# [GIVEN DATA]
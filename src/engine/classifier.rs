//! # Error Classification Module
//!
//! Maps a failed operation onto one of six [`ErrorKind`]s using an ordered rule table.
//! The first matching rule wins; anything unmatched is a [`ErrorKind::PermanentError`].
//! Classification is pure: the same failure always yields the same kind.

use crate::engine::error::{Result, RetryLedgerError};
use regex::Regex;
use serde::{Deserialize, Serialize};
use std::fmt;
use std::io;
use std::sync::LazyLock;

#[cfg(unix)]
mod codes {
    pub const PERMISSION: &[i32] = &[1, 13]; // EPERM, EACCES
    pub const BUSY: &[i32] = &[16, 26]; // EBUSY, ETXTBSY
}

#[cfg(windows)]
mod codes {
    pub const PERMISSION: &[i32] = &[5]; // ERROR_ACCESS_DENIED
    pub const BUSY: &[i32] = &[32, 33]; // ERROR_SHARING_VIOLATION, ERROR_LOCK_VIOLATION
}

#[cfg(not(any(unix, windows)))]
mod codes {
    pub const PERMISSION: &[i32] = &[];
    pub const BUSY: &[i32] = &[];
}

/// Closed set of failure categories
#[derive(Debug, Clone, Copy, PartialEq, Eq, Hash, Serialize, Deserialize)]
#[serde(rename_all = "snake_case")]
pub enum ErrorKind {
    /// Access denied, usually an antivirus scan or sync client holding the file
    RecoverablePermission,
    /// The file is opened exclusively by another process
    FileLocked,
    /// A cloud sync client is rewriting the file
    SyncConflict,
    /// Network hiccup or timeout
    RecoverableTransient,
    /// The input format cannot be processed at all
    UnsupportedFormat,
    /// Anything else
    PermanentError,
}

impl ErrorKind {
    pub const ALL: [ErrorKind; 6] = [
        ErrorKind::RecoverablePermission,
        ErrorKind::FileLocked,
        ErrorKind::SyncConflict,
        ErrorKind::RecoverableTransient,
        ErrorKind::UnsupportedFormat,
        ErrorKind::PermanentError,
    ];

    pub fn is_recoverable(self) -> bool {
        match self {
            ErrorKind::RecoverablePermission
            | ErrorKind::FileLocked
            | ErrorKind::SyncConflict
            | ErrorKind::RecoverableTransient => true,
            ErrorKind::UnsupportedFormat | ErrorKind::PermanentError => false,
        }
    }

    /// Every recoverable kind is worth retrying; permanent kinds never are
    pub fn retry_recommended(self) -> bool {
        self.is_recoverable()
    }

    /// Fixed user-facing message for this kind
    pub fn user_message(self) -> &'static str {
        match self {
            ErrorKind::RecoverablePermission => "temporarily locked (antivirus/sync), retrying...",
            ErrorKind::FileLocked => "file is in use by another process, retrying...",
            ErrorKind::SyncConflict => "cloud sync conflict detected, retrying...",
            ErrorKind::RecoverableTransient => "network or timeout issue, retrying...",
            ErrorKind::UnsupportedFormat => "unsupported file format, skipping",
            ErrorKind::PermanentError => "could not be processed",
        }
    }

    pub fn code(self) -> &'static str {
        match self {
            ErrorKind::RecoverablePermission => "RECOVERABLE_PERMISSION",
            ErrorKind::FileLocked => "FILE_LOCKED",
            ErrorKind::SyncConflict => "SYNC_CONFLICT",
            ErrorKind::RecoverableTransient => "RECOVERABLE_TRANSIENT",
            ErrorKind::UnsupportedFormat => "UNSUPPORTED_FORMAT",
            ErrorKind::PermanentError => "PERMANENT_ERROR",
        }
    }
}

impl fmt::Display for ErrorKind {
    fn fmt(&self, f: &mut fmt::Formatter<'_>) -> fmt::Result {
        f.write_str(self.code())
    }
}

/// Result of classifying one failure. Created once and never mutated.
#[derive(Debug, Clone, PartialEq, Eq, Serialize, Deserialize)]
pub struct ErrorClassification {
    pub kind: ErrorKind,
    pub is_recoverable: bool,
    pub retry_recommended: bool,
    pub user_message: String,
    /// Text of the original failure
    pub detail: String,
}

impl ErrorClassification {
    pub fn from_kind(kind: ErrorKind, detail: impl Into<String>) -> Self {
        Self {
            kind,
            is_recoverable: kind.is_recoverable(),
            retry_recommended: kind.retry_recommended(),
            user_message: kind.user_message().to_string(),
            detail: detail.into(),
        }
    }
}

impl fmt::Display for ErrorClassification {
    fn fmt(&self, f: &mut fmt::Formatter<'_>) -> fmt::Result {
        write!(f, "{} ({})", self.user_message, self.detail)
    }
}

/// A failure returned by a caller-supplied operation
///
/// Anything convertible into this type can be returned from an operation: plain strings,
/// `std::io::Error` (keeping its OS code and kind), or boxed errors. An operation that
/// already knows what went wrong can tag the failure with [`OperationError::classified`],
/// which bypasses the rule table entirely.
#[derive(Debug, Clone, PartialEq, Eq)]
pub struct OperationError {
    message: String,
    os_code: Option<i32>,
    io_kind: Option<io::ErrorKind>,
    kind: Option<ErrorKind>,
}

impl OperationError {
    pub fn new(message: impl Into<String>) -> Self {
        Self {
            message: message.into(),
            os_code: None,
            io_kind: None,
            kind: None,
        }
    }

    /// A failure whose kind is already known
    pub fn classified(kind: ErrorKind, message: impl Into<String>) -> Self {
        Self {
            kind: Some(kind),
            ..Self::new(message)
        }
    }

    pub fn with_os_code(mut self, code: i32) -> Self {
        self.os_code = Some(code);
        self
    }

    pub fn with_io_kind(mut self, kind: io::ErrorKind) -> Self {
        self.io_kind = Some(kind);
        self
    }

    pub fn message(&self) -> &str {
        &self.message
    }

    pub fn os_code(&self) -> Option<i32> {
        self.os_code
    }

    pub fn io_kind(&self) -> Option<io::ErrorKind> {
        self.io_kind
    }

    pub fn kind(&self) -> Option<ErrorKind> {
        self.kind
    }
}

impl fmt::Display for OperationError {
    fn fmt(&self, f: &mut fmt::Formatter<'_>) -> fmt::Result {
        f.write_str(&self.message)
    }
}

impl std::error::Error for OperationError {}

impl From<io::Error> for OperationError {
    fn from(err: io::Error) -> Self {
        Self::from(&err)
    }
}

impl From<&io::Error> for OperationError {
    fn from(err: &io::Error) -> Self {
        Self {
            message: err.to_string(),
            os_code: err.raw_os_error(),
            io_kind: Some(err.kind()),
            kind: None,
        }
    }
}

impl From<String> for OperationError {
    fn from(message: String) -> Self {
        Self::new(message)
    }
}

impl From<&str> for OperationError {
    fn from(message: &str) -> Self {
        Self::new(message)
    }
}

impl From<Box<dyn std::error::Error + Send + Sync>> for OperationError {
    fn from(err: Box<dyn std::error::Error + Send + Sync>) -> Self {
        match err.downcast::<io::Error>() {
            Ok(io_err) => Self::from(*io_err),
            Err(other) => match other.downcast::<OperationError>() {
                Ok(op_err) => *op_err,
                Err(other) => Self::new(other.to_string()),
            },
        }
    }
}

/// One entry of the classification table
///
/// A rule matches when any of its OS codes, I/O kinds or its message pattern matches.
#[derive(Debug, Clone)]
pub struct ClassificationRule {
    name: String,
    kind: ErrorKind,
    os_codes: Vec<i32>,
    io_kinds: Vec<io::ErrorKind>,
    pattern: Option<Regex>,
}

impl ClassificationRule {
    pub fn new(name: impl Into<String>, kind: ErrorKind) -> Self {
        Self {
            name: name.into(),
            kind,
            os_codes: Vec::new(),
            io_kinds: Vec::new(),
            pattern: None,
        }
    }

    pub fn os_codes(mut self, codes: &[i32]) -> Self {
        self.os_codes.extend_from_slice(codes);
        self
    }

    pub fn io_kinds(mut self, kinds: &[io::ErrorKind]) -> Self {
        self.io_kinds.extend_from_slice(kinds);
        self
    }

    /// Match the failure message against a regular expression
    pub fn pattern(mut self, pattern: &str) -> Result<Self> {
        let regex = Regex::new(pattern).map_err(|e| {
            RetryLedgerError::InvalidConfig(format!("invalid pattern for rule {}: {e}", self.name))
        })?;
        self.pattern = Some(regex);
        Ok(self)
    }

    pub fn name(&self) -> &str {
        &self.name
    }

    pub fn kind(&self) -> ErrorKind {
        self.kind
    }

    pub fn matches(&self, err: &OperationError) -> bool {
        if let Some(code) = err.os_code {
            if self.os_codes.contains(&code) {
                return true;
            }
        }
        if let Some(kind) = err.io_kind {
            if self.io_kinds.contains(&kind) {
                return true;
            }
        }
        self.pattern
            .as_ref()
            .is_some_and(|pattern| pattern.is_match(&err.message))
    }
}

fn builtin(name: &str, kind: ErrorKind, pattern: &str) -> ClassificationRule {
    let mut rule = ClassificationRule::new(name, kind);
    rule.pattern = Some(Regex::new(pattern).expect("built-in classification pattern"));
    rule
}

static STANDARD_RULES: LazyLock<Vec<ClassificationRule>> = LazyLock::new(|| {
    vec![
        builtin(
            "permission",
            ErrorKind::RecoverablePermission,
            r"(?i)permission denied",
        )
        .os_codes(codes::PERMISSION)
        .io_kinds(&[io::ErrorKind::PermissionDenied]),
        builtin(
            "locked",
            ErrorKind::FileLocked,
            r"(?i)being used by another process|file is locked",
        )
        .os_codes(codes::BUSY)
        .io_kinds(&[io::ErrorKind::ResourceBusy, io::ErrorKind::ExecutableFileBusy]),
        builtin(
            "sync",
            ErrorKind::SyncConflict,
            r"(?i)sync conflict|onedrive|dropbox.*sync",
        ),
        builtin(
            "transient",
            ErrorKind::RecoverableTransient,
            r"(?i)timeout|network|connection",
        )
        .io_kinds(&[
            io::ErrorKind::TimedOut,
            io::ErrorKind::ConnectionRefused,
            io::ErrorKind::ConnectionReset,
            io::ErrorKind::ConnectionAborted,
            io::ErrorKind::NotConnected,
            io::ErrorKind::NetworkUnreachable,
            io::ErrorKind::HostUnreachable,
            io::ErrorKind::NetworkDown,
        ]),
        builtin(
            "unsupported_format",
            ErrorKind::UnsupportedFormat,
            r"(?i)unsupported (file )?format",
        ),
    ]
});

static DEFAULT_CLASSIFIER: LazyLock<ErrorClassifier> = LazyLock::new(ErrorClassifier::standard);

/// Ordered rule table mapping failures to [`ErrorClassification`]s
#[derive(Debug, Clone)]
pub struct ErrorClassifier {
    rules: Vec<ClassificationRule>,
}

impl Default for ErrorClassifier {
    fn default() -> Self {
        Self::standard()
    }
}

impl ErrorClassifier {
    /// The built-in rules: permission, locked, sync, transient, unsupported format
    pub fn standard() -> Self {
        Self {
            rules: STANDARD_RULES.clone(),
        }
    }

    /// Append a rule after the existing ones, still ahead of the permanent fallback
    pub fn with_rule(mut self, rule: ClassificationRule) -> Self {
        self.rules.push(rule);
        self
    }

    /// Insert a rule ahead of every existing rule
    pub fn with_priority_rule(mut self, rule: ClassificationRule) -> Self {
        self.rules.insert(0, rule);
        self
    }

    pub fn rules(&self) -> &[ClassificationRule] {
        &self.rules
    }

    pub fn classify(&self, err: &OperationError) -> ErrorClassification {
        if let Some(kind) = err.kind {
            return ErrorClassification::from_kind(kind, err.message.clone());
        }

        let kind = self
            .rules
            .iter()
            .find(|rule| rule.matches(err))
            .map(|rule| rule.kind)
            .unwrap_or(ErrorKind::PermanentError);

        ErrorClassification::from_kind(kind, err.message.clone())
    }
}

/// Classify with the standard rule table
pub fn classify(err: &OperationError) -> ErrorClassification {
    DEFAULT_CLASSIFIER.classify(err)
}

# [ACTION ITEM]
Each line of the listing above that contains the word "serde" is to be copied.

# [YOUR SOLUTION]
use serde::{Deserialize, Serialize};
#[serde(rename_all = "snake_case")]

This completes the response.